HOW TO COMPLETE THIS TASK:
Quote exactly and only this range of lines in the data below: the line that holds "async fn test_close_without_done_is_success()" to the line that holds "async fn test_error_status_fails_session()", both included.

◇ ◇ ◇ ◇ ◇ ◇ ◇

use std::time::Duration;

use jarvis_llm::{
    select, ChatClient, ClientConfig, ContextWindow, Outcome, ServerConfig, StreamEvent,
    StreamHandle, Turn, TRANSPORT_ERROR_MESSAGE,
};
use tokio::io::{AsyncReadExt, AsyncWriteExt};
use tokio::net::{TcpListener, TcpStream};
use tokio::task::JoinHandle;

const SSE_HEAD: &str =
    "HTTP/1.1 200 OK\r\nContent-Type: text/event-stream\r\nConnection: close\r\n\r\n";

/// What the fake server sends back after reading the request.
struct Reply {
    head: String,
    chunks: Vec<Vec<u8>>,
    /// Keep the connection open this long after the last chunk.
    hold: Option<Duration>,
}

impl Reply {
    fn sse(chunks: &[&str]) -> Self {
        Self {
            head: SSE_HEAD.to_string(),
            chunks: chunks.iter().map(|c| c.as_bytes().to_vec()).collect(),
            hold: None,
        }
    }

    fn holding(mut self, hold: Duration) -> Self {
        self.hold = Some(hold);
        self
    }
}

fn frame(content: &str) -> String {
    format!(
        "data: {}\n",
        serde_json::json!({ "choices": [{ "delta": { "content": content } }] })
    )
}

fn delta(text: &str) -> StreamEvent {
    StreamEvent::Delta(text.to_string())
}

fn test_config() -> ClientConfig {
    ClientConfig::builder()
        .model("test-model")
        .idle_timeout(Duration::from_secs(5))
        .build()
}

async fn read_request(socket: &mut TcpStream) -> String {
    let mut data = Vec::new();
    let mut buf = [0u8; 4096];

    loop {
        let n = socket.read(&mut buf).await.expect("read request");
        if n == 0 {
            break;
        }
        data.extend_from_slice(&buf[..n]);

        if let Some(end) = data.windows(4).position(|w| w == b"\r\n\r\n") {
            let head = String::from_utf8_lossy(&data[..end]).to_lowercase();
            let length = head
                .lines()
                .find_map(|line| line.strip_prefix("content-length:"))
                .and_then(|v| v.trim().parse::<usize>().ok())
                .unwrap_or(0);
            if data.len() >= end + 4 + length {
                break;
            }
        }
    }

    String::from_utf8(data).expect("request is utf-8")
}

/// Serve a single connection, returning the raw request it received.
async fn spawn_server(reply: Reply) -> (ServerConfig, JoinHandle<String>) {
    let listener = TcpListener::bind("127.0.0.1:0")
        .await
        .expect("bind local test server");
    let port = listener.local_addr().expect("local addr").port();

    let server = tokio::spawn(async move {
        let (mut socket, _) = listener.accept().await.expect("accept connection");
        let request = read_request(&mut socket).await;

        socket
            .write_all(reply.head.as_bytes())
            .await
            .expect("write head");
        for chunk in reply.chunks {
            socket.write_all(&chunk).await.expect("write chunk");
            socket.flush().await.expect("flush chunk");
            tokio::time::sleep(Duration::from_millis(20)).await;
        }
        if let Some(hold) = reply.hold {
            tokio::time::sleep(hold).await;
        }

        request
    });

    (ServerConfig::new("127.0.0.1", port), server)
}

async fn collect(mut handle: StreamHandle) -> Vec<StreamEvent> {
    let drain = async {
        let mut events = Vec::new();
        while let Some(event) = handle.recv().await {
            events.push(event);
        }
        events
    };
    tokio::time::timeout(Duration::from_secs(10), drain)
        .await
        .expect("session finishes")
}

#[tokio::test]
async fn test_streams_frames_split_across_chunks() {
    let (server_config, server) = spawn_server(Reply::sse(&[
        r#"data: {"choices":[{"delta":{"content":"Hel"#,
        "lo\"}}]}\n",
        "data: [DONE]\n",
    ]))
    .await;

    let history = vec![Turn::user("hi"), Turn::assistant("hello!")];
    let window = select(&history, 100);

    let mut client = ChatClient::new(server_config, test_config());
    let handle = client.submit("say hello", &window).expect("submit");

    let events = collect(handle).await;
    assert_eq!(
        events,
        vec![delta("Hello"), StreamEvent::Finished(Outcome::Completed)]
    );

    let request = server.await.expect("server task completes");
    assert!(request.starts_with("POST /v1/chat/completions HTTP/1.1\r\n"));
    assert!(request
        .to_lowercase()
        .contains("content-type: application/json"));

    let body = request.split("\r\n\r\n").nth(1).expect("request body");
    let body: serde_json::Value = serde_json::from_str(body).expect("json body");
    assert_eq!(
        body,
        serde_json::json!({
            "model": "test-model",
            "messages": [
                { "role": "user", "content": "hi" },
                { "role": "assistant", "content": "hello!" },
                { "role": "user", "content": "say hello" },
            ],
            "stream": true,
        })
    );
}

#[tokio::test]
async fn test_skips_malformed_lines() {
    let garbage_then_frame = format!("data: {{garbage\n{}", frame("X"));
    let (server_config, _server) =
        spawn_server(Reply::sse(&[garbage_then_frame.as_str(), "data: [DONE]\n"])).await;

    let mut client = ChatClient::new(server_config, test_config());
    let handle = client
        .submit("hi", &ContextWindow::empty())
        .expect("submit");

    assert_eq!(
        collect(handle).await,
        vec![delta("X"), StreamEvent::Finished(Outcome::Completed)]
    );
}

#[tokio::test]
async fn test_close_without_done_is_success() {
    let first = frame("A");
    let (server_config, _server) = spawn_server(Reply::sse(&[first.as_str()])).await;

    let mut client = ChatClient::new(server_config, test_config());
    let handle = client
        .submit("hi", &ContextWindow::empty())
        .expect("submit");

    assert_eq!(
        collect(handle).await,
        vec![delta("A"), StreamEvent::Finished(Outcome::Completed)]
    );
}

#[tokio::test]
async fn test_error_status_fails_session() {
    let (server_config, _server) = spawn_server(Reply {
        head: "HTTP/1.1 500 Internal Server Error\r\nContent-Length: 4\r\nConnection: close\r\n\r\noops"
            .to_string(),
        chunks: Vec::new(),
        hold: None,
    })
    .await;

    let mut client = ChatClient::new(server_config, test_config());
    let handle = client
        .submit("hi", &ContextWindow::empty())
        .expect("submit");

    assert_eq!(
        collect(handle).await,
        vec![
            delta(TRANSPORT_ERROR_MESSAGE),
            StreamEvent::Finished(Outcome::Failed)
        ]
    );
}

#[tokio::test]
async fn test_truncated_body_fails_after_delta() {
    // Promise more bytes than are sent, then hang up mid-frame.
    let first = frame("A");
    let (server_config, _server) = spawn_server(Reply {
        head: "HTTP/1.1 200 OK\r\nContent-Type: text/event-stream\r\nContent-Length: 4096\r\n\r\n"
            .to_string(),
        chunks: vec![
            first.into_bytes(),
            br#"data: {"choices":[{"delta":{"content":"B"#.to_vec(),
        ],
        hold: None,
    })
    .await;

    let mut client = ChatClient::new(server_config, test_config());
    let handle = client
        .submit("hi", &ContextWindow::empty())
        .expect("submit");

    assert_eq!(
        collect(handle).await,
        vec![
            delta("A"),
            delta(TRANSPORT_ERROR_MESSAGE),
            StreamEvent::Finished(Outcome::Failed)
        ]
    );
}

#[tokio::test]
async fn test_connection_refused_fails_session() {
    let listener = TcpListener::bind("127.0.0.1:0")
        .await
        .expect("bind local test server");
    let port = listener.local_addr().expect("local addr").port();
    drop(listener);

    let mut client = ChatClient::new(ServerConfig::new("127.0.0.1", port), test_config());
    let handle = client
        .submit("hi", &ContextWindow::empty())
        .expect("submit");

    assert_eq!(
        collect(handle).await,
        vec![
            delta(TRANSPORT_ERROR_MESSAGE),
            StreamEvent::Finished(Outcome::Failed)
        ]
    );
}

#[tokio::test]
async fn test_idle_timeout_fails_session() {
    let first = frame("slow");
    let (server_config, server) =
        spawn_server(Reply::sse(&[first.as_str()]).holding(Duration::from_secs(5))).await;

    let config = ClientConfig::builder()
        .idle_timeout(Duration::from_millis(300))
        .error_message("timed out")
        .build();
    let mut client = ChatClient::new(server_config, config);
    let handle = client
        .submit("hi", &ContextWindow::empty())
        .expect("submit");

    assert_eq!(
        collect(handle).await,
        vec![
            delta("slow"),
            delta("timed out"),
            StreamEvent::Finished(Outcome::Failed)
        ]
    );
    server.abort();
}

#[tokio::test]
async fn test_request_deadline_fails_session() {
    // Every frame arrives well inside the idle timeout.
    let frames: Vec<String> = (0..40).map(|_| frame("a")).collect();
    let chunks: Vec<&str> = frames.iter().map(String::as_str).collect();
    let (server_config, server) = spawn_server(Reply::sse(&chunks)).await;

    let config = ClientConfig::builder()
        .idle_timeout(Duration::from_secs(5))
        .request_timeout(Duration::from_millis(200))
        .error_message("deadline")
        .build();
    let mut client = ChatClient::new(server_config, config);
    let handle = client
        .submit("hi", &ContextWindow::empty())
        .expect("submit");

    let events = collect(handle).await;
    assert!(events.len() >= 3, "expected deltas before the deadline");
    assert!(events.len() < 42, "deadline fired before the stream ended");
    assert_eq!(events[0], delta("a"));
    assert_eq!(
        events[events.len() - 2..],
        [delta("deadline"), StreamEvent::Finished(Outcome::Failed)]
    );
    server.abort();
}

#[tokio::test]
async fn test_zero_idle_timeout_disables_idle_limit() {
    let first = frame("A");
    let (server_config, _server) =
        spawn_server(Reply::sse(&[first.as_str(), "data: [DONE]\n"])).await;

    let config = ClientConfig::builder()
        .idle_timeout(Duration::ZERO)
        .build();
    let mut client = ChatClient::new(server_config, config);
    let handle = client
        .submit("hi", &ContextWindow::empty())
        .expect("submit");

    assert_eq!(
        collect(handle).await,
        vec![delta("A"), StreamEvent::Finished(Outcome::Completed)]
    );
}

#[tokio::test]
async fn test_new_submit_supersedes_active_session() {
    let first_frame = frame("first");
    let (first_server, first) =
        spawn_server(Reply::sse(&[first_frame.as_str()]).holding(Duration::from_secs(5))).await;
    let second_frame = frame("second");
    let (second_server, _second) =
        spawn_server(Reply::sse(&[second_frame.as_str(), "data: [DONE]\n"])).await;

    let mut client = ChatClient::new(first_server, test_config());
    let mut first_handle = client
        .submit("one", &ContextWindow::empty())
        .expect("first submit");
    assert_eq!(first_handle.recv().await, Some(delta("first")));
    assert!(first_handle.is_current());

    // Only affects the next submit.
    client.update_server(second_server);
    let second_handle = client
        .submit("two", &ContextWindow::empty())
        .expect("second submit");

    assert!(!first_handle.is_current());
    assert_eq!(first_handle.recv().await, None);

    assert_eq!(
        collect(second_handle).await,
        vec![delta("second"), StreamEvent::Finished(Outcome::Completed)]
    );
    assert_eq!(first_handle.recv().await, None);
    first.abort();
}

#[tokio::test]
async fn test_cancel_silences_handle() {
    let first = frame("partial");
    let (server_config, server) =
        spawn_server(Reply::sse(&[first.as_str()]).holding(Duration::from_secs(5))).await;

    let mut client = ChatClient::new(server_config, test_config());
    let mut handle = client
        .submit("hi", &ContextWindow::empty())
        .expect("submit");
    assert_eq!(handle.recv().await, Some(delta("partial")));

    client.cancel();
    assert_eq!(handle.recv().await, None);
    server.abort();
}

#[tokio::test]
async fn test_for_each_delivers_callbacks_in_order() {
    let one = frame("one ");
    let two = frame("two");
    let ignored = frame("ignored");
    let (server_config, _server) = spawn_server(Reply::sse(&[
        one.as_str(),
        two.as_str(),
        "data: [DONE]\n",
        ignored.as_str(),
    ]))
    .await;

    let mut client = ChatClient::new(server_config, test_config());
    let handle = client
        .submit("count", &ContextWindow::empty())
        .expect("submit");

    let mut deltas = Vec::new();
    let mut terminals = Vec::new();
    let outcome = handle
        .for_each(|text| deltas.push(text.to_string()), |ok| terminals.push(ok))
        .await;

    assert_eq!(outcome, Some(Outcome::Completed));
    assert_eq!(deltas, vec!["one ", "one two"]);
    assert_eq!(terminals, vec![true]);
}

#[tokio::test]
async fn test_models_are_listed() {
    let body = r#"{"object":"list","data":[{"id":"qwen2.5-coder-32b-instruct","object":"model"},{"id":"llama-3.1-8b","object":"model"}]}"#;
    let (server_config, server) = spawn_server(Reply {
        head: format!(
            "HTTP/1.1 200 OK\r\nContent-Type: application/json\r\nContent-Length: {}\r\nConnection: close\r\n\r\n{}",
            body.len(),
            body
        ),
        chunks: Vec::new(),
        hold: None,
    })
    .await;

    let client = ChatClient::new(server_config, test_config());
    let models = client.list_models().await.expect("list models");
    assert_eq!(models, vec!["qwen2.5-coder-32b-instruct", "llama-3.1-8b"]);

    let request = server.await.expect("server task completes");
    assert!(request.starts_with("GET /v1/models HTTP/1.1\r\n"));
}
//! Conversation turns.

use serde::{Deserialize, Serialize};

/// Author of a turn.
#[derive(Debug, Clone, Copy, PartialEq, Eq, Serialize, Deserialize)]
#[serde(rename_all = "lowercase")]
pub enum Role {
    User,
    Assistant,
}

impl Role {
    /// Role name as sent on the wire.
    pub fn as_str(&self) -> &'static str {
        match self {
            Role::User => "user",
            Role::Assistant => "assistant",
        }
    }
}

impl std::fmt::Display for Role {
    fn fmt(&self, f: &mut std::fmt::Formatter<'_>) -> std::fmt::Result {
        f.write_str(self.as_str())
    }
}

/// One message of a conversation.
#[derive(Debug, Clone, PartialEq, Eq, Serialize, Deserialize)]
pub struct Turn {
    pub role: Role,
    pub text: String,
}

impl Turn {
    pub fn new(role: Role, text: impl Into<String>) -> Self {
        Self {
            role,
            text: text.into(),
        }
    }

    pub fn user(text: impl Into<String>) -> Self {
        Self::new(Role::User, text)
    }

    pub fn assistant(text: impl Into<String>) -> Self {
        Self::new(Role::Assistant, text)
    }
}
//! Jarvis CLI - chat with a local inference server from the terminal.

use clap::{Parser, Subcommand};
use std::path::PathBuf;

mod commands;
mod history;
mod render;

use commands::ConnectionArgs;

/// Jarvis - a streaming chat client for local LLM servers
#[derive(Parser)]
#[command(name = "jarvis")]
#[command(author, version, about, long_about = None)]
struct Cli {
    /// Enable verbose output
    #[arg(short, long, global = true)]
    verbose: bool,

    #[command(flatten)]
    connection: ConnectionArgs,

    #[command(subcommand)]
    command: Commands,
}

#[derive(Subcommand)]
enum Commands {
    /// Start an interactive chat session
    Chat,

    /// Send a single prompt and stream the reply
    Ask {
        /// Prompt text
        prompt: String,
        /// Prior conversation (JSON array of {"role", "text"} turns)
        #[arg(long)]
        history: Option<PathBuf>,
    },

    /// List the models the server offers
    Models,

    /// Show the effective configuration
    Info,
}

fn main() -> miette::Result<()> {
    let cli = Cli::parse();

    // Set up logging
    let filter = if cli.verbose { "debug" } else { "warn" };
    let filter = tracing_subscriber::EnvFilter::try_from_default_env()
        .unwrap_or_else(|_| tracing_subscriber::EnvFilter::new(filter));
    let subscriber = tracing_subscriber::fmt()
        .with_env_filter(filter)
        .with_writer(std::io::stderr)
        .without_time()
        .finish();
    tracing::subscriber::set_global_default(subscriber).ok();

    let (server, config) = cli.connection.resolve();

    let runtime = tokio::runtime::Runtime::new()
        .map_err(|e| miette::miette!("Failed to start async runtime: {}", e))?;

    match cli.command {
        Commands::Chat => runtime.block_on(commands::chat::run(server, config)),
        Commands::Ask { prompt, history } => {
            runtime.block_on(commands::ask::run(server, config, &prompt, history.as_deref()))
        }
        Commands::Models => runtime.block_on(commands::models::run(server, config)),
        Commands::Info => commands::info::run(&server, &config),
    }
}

◇ ◇ ◇ ◇ ◇ ◇ ◇

RESPONSE BOX:
async fn test_close_without_done_is_success() {
    let first = frame("A");
    let (server_config, _server) = spawn_server(Reply::sse(&[first.as_str()])).await;

    let mut client = ChatClient::new(server_config, test_config());
    let handle = client
        .submit("hi", &ContextWindow::empty())
        .expect("submit");

    assert_eq!(
        collect(handle).await,
        vec![delta("A"), StreamEvent::Finished(Outcome::Completed)]
    );
}

#[tokio::test]
async fn test_error_status_fails_session() {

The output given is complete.